Veteran journalist Alan Henry, a writer I have long admired, is there to entertain us with his wry humour and tales of his five decades in pit and paddock. Also on the stage in the Village Hall is ‘Big John’ himself, as forthright and perceptive as ever. When will this man be given his knighthood? His achievements on both two wheels and four have yet to be matched.
“It’s been a good day, we made a lot of people smile, and that’s what it’s all about,” says an exhausted Dominic Santana.
“I hope we can do this every year, people love coming to Burpham, and the locals get into the spirit as well. They worry about the traffic, but we got it right thanks to our volunteers, and they all get a free ticket to come and enjoy the show. John made the show for us, he was talking and signing autographs all day, and I met people who’d come from Somerset to see him.”
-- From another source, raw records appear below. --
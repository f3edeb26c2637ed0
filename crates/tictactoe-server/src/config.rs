use std::str::FromStr;
use std::time::Duration;

#[derive(Debug, thiserror::Error)]
pub enum ConfigError {
    #[error("invalid value {value:?} for {name}")]
    Invalid { name: &'static str, value: String },
}

/// Runtime settings, read from the environment by the binary.
#[derive(Debug, Clone)]
pub struct ServerConfig {
    pub host: String,
    pub port: u16,
    pub database_url: String,
    pub static_dir: String,
    pub max_connections: u32,
    pub max_messages_per_second: u32,
    pub session_idle_timeout: Duration,
    pub sweep_interval: Duration,
    /// `None` runs the login flow in dev mode.
    pub github_client_id: Option<String>,
}

impl Default for ServerConfig {
    fn default() -> Self {
        Self {
            host: "0.0.0.0".to_string(),
            port: 8080,
            database_url: "sqlite:tictactoe.db?mode=rwc".to_string(),
            static_dir: "static".to_string(),
            max_connections: 200,
            max_messages_per_second: 20,
            session_idle_timeout: Duration::from_secs(600),
            sweep_interval: Duration::from_secs(30),
            github_client_id: None,
        }
    }
}

impl ServerConfig {
    pub fn from_env() -> Result<Self, ConfigError> {
        Self::from_lookup(|name| std::env::var(name).ok())
    }

    fn from_lookup(lookup: impl Fn(&str) -> Option<String>) -> Result<Self, ConfigError> {
        let defaults = Self::default();
        Ok(Self {
            host: lookup("HOST").unwrap_or(defaults.host),
            port: parse(&lookup, "PORT", defaults.port)?,
            database_url: lookup("DATABASE_URL").unwrap_or(defaults.database_url),
            static_dir: lookup("STATIC_DIR").unwrap_or(defaults.static_dir),
            max_connections: positive(&lookup, "MAX_CONNECTIONS", defaults.max_connections)?,
            max_messages_per_second: positive(
                &lookup,
                "MAX_MESSAGES_PER_SECOND",
                defaults.max_messages_per_second,
            )?,
            session_idle_timeout: Duration::from_secs(parse(
                &lookup,
                "SESSION_IDLE_SECS",
                defaults.session_idle_timeout.as_secs(),
            )?),
            sweep_interval: Duration::from_secs(positive(
                &lookup,
                "SWEEP_INTERVAL_SECS",
                defaults.sweep_interval.as_secs(),
            )?),
            github_client_id: lookup("GITHUB_CLIENT_ID").filter(|id| !id.is_empty()),
        })
    }

    pub fn is_dev_mode(&self) -> bool {
        self.github_client_id.is_none()
    }

    pub fn bind_addr(&self) -> String {
        format!("{}:{}", self.host, self.port)
    }
}

fn parse<T: FromStr>(
    lookup: &impl Fn(&str) -> Option<String>,
    name: &'static str,
    default: T,
) -> Result<T, ConfigError> {
    match lookup(name) {
        Some(value) => value
            .trim()
            .parse()
            .map_err(|_| ConfigError::Invalid { name, value }),
        None => Ok(default),
    }
}

/// Like `parse`, but zero is rejected.
fn positive<T: FromStr + Default + PartialEq + ToString>(
    lookup: &impl Fn(&str) -> Option<String>,
    name: &'static str,
    default: T,
) -> Result<T, ConfigError> {
    let value = parse(lookup, name, default)?;
    if value == T::default() {
        return Err(ConfigError::Invalid {
            name,
            value: value.to_string(),
        });
    }
    Ok(value)
}
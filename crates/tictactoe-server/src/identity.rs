use axum::http::HeaderMap;
use axum::http::header::AUTHORIZATION;
use sqlx::SqlitePool;

use crate::db;
use crate::error::AppError;

pub type PlayerId = i64;

/// Who is on the other end of a connection, as vouched for by the sessions table.
#[derive(Debug, Clone, PartialEq, Eq)]
pub struct Identity {
    pub id: PlayerId,
    pub name: String,
    pub avatar_url: Option<String>,
}

const MAX_GAME_ID_LEN: usize = 64;

/// Resolve a session token to the player it belongs to.
pub async fn authenticate(pool: &SqlitePool, token: &str) -> Result<Identity, AppError> {
    if token.is_empty() {
        return Err(AppError::Unauthorized);
    }
    let user = db::get_session_user(pool, token)
        .await?
        .ok_or(AppError::Unauthorized)?;

    Ok(Identity {
        id: user.id,
        name: user.username,
        avatar_url: Some(user.avatar_url).filter(|url| !url.is_empty()),
    })
}

/// Token from `Authorization`, with or without a `Bearer` prefix.
pub fn bearer_token(headers: &HeaderMap) -> Option<&str> {
    let raw = headers.get(AUTHORIZATION)?.to_str().ok()?;
    let token = raw.strip_prefix("Bearer ").unwrap_or(raw).trim();
    (!token.is_empty()).then_some(token)
}

/// Game ids are caller-chosen, so keep them short and URL-safe.
pub fn validate_game_id(raw: &str) -> Result<String, AppError> {
    let id = raw.trim();
    if id.is_empty() {
        return Err(AppError::BadRequest("missing game id".into()));
    }
    if id.len() > MAX_GAME_ID_LEN {
        return Err(AppError::BadRequest("game id too long".into()));
    }
    if !id
        .chars()
        .all(|c| c.is_ascii_alphanumeric() || c == '-' || c == '_')
    {
        return Err(AppError::BadRequest("game id has invalid characters".into()));
    }
    Ok(id.to_string())
}
use axum::http::StatusCode;
use axum::response::{IntoResponse, Response};
use tracing::warn;

/// Errors surfaced by HTTP handlers.
#[derive(Debug, thiserror::Error)]
pub enum AppError {
    #[error("unauthorized")]
    Unauthorized,
    #[error("bad request: {0}")]
    BadRequest(String),
    #[error("not found")]
    NotFound,
    #[error("server is at capacity")]
    ServiceUnavailable,
    #[error("missing configuration: {0}")]
    Misconfigured(&'static str),
    #[error("database error: {0}")]
    Database(#[from] sqlx::Error),
    #[error("upstream request failed: {0}")]
    Upstream(#[from] reqwest::Error),
}

impl AppError {
    pub fn status(&self) -> StatusCode {
        match self {
            AppError::Unauthorized => StatusCode::UNAUTHORIZED,
            AppError::BadRequest(_) => StatusCode::BAD_REQUEST,
            AppError::NotFound => StatusCode::NOT_FOUND,
            AppError::ServiceUnavailable => StatusCode::SERVICE_UNAVAILABLE,
            AppError::Misconfigured(_) | AppError::Database(_) => StatusCode::INTERNAL_SERVER_ERROR,
            AppError::Upstream(_) => StatusCode::BAD_GATEWAY,
        }
    }
}

impl IntoResponse for AppError {
    fn into_response(self) -> Response {
        let status = self.status();
        if status.is_server_error() {
            warn!(error = %self, "request failed");
        }
        (status, self.to_string()).into_response()
    }
}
It was an especially good day for the proud owner of a 1968 Cortina 1600E which won ‘Best in Show’, visitors voting for it ahead of Ferraris, Jaguars, Aston Martins and other more racy automobiles. A 1979 Bombardier motorcycle took the honours in a superb display of bikes. But it wasn’t the awards that mattered, it was the joy of joining other like-minded folk in support of a great cause in a beautiful English village.
For those who wanted shelter from the summer rain there was a vintage mobile cinema. Nice to watch a film without upping the mortgage to buy the sweets and drinks. Outside the peace of the countryside was shattered only by the rattle of air guns as we discovered just how tough it is to change the wheels on a Grand Prix car in less than three seconds. ‘Pitstop challenges’ serve as a reminder of how skilful are the F1 mechanics of today.
Ironically, it was warm and sunny at Spa-Francorchamps for the Belgian Grand Prix, while the Arun Valley sat under rain clouds that failed to dampen the enthusiasm of the British motor racing fan. And that’s why we should salute the men and women of the Burpham Motor Racing Club. It is such events that express just how much this nation loves the motor car, the motorcycle and the combustion engine. Having a chat with John Surtees, going home with his autograph, that’s a good day out.